_Aim of the exercise_
An exact copy of all the entries is what is needed here.

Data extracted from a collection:
##############################

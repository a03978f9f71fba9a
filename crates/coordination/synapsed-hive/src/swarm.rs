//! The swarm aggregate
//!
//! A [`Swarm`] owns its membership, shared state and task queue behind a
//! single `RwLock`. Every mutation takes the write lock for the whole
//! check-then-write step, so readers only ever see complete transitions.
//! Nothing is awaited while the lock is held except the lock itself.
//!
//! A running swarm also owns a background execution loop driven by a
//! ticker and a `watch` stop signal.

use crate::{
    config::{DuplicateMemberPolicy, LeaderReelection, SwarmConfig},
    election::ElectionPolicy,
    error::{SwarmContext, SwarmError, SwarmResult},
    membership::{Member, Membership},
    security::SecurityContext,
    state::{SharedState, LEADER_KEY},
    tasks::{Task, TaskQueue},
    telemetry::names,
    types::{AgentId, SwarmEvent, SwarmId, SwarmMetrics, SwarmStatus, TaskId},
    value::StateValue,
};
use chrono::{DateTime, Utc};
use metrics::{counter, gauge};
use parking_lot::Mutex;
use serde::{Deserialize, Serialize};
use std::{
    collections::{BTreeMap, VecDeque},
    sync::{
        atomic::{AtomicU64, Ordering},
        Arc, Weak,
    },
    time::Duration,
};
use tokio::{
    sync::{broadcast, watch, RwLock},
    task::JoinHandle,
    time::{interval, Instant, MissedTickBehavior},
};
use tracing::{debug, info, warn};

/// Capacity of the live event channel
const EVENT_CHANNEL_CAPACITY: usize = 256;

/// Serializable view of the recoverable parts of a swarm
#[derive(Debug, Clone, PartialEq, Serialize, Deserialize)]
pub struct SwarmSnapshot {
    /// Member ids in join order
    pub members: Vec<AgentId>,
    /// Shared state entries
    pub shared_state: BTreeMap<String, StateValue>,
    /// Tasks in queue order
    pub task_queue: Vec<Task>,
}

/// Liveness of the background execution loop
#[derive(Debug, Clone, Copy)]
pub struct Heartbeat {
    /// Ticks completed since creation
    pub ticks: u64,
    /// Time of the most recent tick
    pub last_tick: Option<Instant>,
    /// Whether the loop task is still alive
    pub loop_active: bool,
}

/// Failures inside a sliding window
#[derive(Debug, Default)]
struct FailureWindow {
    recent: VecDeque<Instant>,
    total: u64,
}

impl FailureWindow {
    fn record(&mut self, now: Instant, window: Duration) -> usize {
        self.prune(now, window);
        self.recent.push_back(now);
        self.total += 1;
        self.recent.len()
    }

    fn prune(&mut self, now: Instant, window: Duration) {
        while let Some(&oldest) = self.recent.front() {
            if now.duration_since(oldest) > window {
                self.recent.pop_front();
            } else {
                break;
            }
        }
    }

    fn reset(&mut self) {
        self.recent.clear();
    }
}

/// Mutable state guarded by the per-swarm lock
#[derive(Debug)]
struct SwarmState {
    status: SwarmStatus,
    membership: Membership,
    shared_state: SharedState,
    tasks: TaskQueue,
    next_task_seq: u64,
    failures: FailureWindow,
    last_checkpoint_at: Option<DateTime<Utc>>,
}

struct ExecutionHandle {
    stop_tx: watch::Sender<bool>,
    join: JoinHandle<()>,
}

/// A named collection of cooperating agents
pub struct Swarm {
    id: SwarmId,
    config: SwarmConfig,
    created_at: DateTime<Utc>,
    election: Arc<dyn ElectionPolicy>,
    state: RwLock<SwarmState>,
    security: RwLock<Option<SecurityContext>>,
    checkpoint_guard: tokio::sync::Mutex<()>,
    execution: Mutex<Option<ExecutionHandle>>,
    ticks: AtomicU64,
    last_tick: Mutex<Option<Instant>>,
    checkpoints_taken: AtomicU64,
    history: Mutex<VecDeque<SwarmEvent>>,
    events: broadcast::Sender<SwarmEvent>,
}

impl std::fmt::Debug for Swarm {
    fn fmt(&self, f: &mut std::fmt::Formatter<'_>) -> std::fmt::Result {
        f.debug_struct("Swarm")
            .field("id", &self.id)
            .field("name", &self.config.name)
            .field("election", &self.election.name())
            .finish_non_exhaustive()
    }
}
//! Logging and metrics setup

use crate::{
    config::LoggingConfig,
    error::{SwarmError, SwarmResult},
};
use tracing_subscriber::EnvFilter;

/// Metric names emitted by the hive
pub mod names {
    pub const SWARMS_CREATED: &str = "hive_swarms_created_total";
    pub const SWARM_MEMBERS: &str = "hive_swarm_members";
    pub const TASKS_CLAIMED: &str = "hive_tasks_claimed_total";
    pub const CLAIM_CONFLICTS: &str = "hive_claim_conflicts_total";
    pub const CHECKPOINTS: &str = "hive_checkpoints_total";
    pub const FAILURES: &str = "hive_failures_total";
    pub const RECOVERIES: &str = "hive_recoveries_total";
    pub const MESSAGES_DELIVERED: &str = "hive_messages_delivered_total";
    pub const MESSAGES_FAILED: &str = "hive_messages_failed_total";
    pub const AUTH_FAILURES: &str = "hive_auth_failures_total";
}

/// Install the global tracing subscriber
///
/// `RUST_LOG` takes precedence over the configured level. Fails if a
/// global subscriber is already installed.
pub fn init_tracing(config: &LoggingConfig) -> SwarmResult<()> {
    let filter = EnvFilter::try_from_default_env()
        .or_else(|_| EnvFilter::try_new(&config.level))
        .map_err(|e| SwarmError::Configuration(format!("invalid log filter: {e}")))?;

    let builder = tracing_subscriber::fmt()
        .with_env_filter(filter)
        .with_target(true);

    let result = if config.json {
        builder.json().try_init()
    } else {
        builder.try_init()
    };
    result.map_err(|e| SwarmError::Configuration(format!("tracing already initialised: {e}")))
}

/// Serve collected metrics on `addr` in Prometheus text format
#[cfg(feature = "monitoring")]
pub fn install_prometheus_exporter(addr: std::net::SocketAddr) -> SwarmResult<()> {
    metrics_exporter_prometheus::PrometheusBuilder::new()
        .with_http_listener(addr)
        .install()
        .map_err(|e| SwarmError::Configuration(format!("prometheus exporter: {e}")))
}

##############################

_Task response_
repository a03978f9f71fba9a
filename crates/coordination/synapsed-hive/src/swarm.rs
//! The swarm aggregate
//!
//! A [`Swarm`] owns its membership, shared state and task queue behind a
//! single `RwLock`. Every mutation takes the write lock for the whole
//! check-then-write step, so readers only ever see complete transitions.
//! Nothing is awaited while the lock is held except the lock itself.
//!
//! A running swarm also owns a background execution loop driven by a
//! ticker and a `watch` stop signal.

use crate::{
    config::{DuplicateMemberPolicy, LeaderReelection, SwarmConfig},
    election::ElectionPolicy,
    error::{SwarmContext, SwarmError, SwarmResult},
    membership::{Member, Membership},
    security::SecurityContext,
    state::{SharedState, LEADER_KEY},
    tasks::{Task, TaskQueue},
    telemetry::names,
    types::{AgentId, SwarmEvent, SwarmId, SwarmMetrics, SwarmStatus, TaskId},
    value::StateValue,
};
use chrono::{DateTime, Utc};
use metrics::{counter, gauge};
use parking_lot::Mutex;
use serde::{Deserialize, Serialize};
use std::{
    collections::{BTreeMap, VecDeque},
    sync::{
        atomic::{AtomicU64, Ordering},
        Arc, Weak,
    },
    time::Duration,
};
use tokio::{
    sync::{broadcast, watch, RwLock},
    task::JoinHandle,
    time::{interval, Instant, MissedTickBehavior},
};
use tracing::{debug, info, warn};

/// Capacity of the live event channel
const EVENT_CHANNEL_CAPACITY: usize = 256;

/// Serializable view of the recoverable parts of a swarm
#[derive(Debug, Clone, PartialEq, Serialize, Deserialize)]
pub struct SwarmSnapshot {
    /// Member ids in join order
    pub members: Vec<AgentId>,
    /// Shared state entries
    pub shared_state: BTreeMap<String, StateValue>,
    /// Tasks in queue order
    pub task_queue: Vec<Task>,
}

/// Liveness of the background execution loop
#[derive(Debug, Clone, Copy)]
pub struct Heartbeat {
    /// Ticks completed since creation
    pub ticks: u64,
    /// Time of the most recent tick
    pub last_tick: Option<Instant>,
    /// Whether the loop task is still alive
    pub loop_active: bool,
}

/// Failures inside a sliding window
#[derive(Debug, Default)]
struct FailureWindow {
    recent: VecDeque<Instant>,
    total: u64,
}

impl FailureWindow {
    fn record(&mut self, now: Instant, window: Duration) -> usize {
        self.prune(now, window);
        self.recent.push_back(now);
        self.total += 1;
        self.recent.len()
    }

    fn prune(&mut self, now: Instant, window: Duration) {
        while let Some(&oldest) = self.recent.front() {
            if now.duration_since(oldest) > window {
                self.recent.pop_front();
            } else {
                break;
            }
        }
    }

    fn reset(&mut self) {
        self.recent.clear();
    }
}

/// Mutable state guarded by the per-swarm lock
#[derive(Debug)]
struct SwarmState {
    status: SwarmStatus,
    membership: Membership,
    shared_state: SharedState,
    tasks: TaskQueue,
    next_task_seq: u64,
    failures: FailureWindow,
    last_checkpoint_at: Option<DateTime<Utc>>,
}

struct ExecutionHandle {
    stop_tx: watch::Sender<bool>,
    join: JoinHandle<()>,
}

/// A named collection of cooperating agents
pub struct Swarm {
    id: SwarmId,
    config: SwarmConfig,
    created_at: DateTime<Utc>,
    election: Arc<dyn ElectionPolicy>,
    state: RwLock<SwarmState>,
    security: RwLock<Option<SecurityContext>>,
    checkpoint_guard: tokio::sync::Mutex<()>,
    execution: Mutex<Option<ExecutionHandle>>,
    ticks: AtomicU64,
    last_tick: Mutex<Option<Instant>>,
    checkpoints_taken: AtomicU64,
    history: Mutex<VecDeque<SwarmEvent>>,
    events: broadcast::Sender<SwarmEvent>,
}

impl std::fmt::Debug for Swarm {
    fn fmt(&self, f: &mut std::fmt::Formatter<'_>) -> std::fmt::Result {
        f.debug_struct("Swarm")
            .field("id", &self.id)
            .field("name", &self.config.name)
            .field("election", &self.election.name())
            .finish_non_exhaustive()
    }
}
//! Logging and metrics setup

use crate::{
    config::LoggingConfig,
    error::{SwarmError, SwarmResult},
};
use tracing_subscriber::EnvFilter;

/// Metric names emitted by the hive
pub mod names {
    pub const SWARMS_CREATED: &str = "hive_swarms_created_total";
    pub const SWARM_MEMBERS: &str = "hive_swarm_members";
    pub const TASKS_CLAIMED: &str = "hive_tasks_claimed_total";
    pub const CLAIM_CONFLICTS: &str = "hive_claim_conflicts_total";
    pub const CHECKPOINTS: &str = "hive_checkpoints_total";
    pub const FAILURES: &str = "hive_failures_total";
    pub const RECOVERIES: &str = "hive_recoveries_total";
    pub const MESSAGES_DELIVERED: &str = "hive_messages_delivered_total";
    pub const MESSAGES_FAILED: &str = "hive_messages_failed_total";
    pub const AUTH_FAILURES: &str = "hive_auth_failures_total";
}

/// Install the global tracing subscriber
///
/// `RUST_LOG` takes precedence over the configured level. Fails if a
/// global subscriber is already installed.
pub fn init_tracing(config: &LoggingConfig) -> SwarmResult<()> {
    let filter = EnvFilter::try_from_default_env()
        .or_else(|_| EnvFilter::try_new(&config.level))
        .map_err(|e| SwarmError::Configuration(format!("invalid log filter: {e}")))?;

    let builder = tracing_subscriber::fmt()
        .with_env_filter(filter)
        .with_target(true);

    let result = if config.json {
        builder.json().try_init()
    } else {
        builder.try_init()
    };
    result.map_err(|e| SwarmError::Configuration(format!("tracing already initialised: {e}")))
}

/// Serve collected metrics on `addr` in Prometheus text format
#[cfg(feature = "monitoring")]
pub fn install_prometheus_exporter(addr: std::net::SocketAddr) -> SwarmResult<()> {
    metrics_exporter_prometheus::PrometheusBuilder::new()
        .with_http_listener(addr)
        .install()
        .map_err(|e| SwarmError::Configuration(format!("prometheus exporter: {e}")))
}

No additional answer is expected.